→ **Problem details**
Look through the records that follow and state how many lines hold the word "HashMap", without adding anything.

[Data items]
□ □ □ □
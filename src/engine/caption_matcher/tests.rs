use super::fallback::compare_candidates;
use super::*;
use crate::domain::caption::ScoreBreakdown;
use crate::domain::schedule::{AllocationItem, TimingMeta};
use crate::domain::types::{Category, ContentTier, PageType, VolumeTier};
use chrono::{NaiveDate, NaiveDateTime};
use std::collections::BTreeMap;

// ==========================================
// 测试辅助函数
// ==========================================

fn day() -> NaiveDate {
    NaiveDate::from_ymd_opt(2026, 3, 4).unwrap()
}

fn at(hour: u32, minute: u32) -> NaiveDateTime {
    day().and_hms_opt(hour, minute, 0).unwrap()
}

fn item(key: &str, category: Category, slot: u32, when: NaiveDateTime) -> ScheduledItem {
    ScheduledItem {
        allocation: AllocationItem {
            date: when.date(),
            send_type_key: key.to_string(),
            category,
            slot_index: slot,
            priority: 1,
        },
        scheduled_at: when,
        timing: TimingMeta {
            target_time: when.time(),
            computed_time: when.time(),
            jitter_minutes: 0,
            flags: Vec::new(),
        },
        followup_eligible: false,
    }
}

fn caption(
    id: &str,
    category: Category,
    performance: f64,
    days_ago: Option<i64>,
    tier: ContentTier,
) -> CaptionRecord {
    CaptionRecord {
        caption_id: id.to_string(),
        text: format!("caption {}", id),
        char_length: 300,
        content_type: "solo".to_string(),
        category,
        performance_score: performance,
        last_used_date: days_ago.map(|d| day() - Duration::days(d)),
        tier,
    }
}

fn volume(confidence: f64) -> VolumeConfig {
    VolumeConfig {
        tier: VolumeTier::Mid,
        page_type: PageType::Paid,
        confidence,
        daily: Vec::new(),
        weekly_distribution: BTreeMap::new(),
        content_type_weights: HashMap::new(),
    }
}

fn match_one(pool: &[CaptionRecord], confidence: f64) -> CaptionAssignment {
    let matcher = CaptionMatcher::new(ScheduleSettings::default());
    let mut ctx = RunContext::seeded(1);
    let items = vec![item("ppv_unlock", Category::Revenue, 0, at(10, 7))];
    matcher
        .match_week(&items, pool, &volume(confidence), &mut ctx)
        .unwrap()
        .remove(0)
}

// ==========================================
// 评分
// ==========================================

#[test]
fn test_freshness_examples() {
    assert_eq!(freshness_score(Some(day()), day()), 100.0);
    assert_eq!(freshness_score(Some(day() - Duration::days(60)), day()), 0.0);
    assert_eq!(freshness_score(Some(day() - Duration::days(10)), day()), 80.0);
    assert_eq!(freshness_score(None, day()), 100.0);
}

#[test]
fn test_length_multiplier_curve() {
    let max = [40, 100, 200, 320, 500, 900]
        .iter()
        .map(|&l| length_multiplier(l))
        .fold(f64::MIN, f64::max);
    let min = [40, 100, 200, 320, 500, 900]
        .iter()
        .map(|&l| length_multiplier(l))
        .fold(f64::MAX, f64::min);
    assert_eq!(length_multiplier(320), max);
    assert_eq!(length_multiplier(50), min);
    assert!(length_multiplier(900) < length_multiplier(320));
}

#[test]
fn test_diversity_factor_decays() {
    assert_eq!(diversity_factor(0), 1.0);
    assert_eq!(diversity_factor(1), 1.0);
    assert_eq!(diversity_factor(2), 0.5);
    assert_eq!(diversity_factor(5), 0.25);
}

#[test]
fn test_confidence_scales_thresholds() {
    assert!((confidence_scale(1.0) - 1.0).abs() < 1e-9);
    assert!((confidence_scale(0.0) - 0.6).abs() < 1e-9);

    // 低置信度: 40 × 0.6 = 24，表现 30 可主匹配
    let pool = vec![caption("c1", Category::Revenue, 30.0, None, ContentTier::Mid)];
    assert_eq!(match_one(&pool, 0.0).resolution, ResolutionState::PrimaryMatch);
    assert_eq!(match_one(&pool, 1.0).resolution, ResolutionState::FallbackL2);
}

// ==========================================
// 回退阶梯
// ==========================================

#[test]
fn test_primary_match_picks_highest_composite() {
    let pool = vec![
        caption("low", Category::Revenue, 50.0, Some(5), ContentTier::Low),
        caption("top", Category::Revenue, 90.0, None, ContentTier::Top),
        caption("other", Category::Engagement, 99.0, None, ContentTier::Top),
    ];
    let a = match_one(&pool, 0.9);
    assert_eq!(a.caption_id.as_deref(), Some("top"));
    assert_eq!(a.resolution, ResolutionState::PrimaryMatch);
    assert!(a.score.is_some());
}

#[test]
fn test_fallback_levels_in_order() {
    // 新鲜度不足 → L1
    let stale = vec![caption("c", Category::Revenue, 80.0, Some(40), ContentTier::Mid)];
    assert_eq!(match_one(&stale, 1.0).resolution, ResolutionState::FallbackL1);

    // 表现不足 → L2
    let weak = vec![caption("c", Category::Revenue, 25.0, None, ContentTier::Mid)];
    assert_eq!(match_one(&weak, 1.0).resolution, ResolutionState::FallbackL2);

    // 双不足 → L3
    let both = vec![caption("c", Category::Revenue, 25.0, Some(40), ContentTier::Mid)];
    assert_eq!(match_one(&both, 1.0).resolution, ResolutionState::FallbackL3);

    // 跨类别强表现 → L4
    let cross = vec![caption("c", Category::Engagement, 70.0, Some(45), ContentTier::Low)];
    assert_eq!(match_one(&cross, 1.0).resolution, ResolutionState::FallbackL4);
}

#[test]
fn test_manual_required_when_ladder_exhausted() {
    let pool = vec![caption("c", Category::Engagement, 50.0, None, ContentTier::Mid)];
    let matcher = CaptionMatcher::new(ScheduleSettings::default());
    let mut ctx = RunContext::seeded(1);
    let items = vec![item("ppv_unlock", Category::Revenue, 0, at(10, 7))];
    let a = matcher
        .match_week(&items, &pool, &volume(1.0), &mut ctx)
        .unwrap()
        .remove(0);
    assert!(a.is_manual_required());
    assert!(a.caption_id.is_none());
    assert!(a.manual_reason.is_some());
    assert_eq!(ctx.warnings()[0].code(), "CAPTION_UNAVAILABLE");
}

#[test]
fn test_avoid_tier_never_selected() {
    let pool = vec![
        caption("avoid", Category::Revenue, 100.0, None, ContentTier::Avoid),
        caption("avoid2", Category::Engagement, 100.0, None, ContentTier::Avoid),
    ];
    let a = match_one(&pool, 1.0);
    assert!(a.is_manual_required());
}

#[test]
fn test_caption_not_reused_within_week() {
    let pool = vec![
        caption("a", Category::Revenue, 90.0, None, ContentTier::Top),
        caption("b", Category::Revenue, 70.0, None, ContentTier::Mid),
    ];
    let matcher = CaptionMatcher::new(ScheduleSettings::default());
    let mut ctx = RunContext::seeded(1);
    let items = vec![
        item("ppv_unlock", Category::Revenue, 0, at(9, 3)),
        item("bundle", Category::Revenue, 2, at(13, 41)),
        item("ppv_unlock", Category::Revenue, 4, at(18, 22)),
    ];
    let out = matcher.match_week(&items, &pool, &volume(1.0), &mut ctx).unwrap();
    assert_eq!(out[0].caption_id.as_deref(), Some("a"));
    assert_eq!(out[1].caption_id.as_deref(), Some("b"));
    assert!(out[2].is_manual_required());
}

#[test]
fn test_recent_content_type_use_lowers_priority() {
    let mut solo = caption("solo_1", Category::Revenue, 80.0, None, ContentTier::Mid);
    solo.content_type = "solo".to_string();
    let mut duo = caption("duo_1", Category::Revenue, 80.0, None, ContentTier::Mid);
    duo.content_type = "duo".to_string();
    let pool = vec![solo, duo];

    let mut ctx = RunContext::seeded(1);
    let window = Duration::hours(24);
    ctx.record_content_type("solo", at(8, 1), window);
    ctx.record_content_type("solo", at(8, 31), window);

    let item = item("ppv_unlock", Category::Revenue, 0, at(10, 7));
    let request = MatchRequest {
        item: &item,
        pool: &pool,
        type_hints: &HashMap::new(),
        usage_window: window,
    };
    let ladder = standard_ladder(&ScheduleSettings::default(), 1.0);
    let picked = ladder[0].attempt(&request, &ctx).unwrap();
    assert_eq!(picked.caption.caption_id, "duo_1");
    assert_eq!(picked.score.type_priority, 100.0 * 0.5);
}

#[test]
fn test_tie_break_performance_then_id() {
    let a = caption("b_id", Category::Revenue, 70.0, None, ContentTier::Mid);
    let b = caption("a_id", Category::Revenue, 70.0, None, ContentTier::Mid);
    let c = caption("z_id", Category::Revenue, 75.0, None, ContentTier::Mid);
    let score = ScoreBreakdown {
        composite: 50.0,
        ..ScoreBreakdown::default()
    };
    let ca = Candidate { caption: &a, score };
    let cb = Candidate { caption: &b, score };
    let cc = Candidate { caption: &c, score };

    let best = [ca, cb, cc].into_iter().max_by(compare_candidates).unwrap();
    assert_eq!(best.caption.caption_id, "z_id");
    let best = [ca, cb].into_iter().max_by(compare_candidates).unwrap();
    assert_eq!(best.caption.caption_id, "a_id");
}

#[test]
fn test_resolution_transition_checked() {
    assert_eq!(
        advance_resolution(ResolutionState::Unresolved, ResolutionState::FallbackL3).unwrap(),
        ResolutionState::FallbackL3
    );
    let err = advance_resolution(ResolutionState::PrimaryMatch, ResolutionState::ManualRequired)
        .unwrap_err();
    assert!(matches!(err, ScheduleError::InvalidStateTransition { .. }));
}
□ □ □ □
→ **Result of the task**
2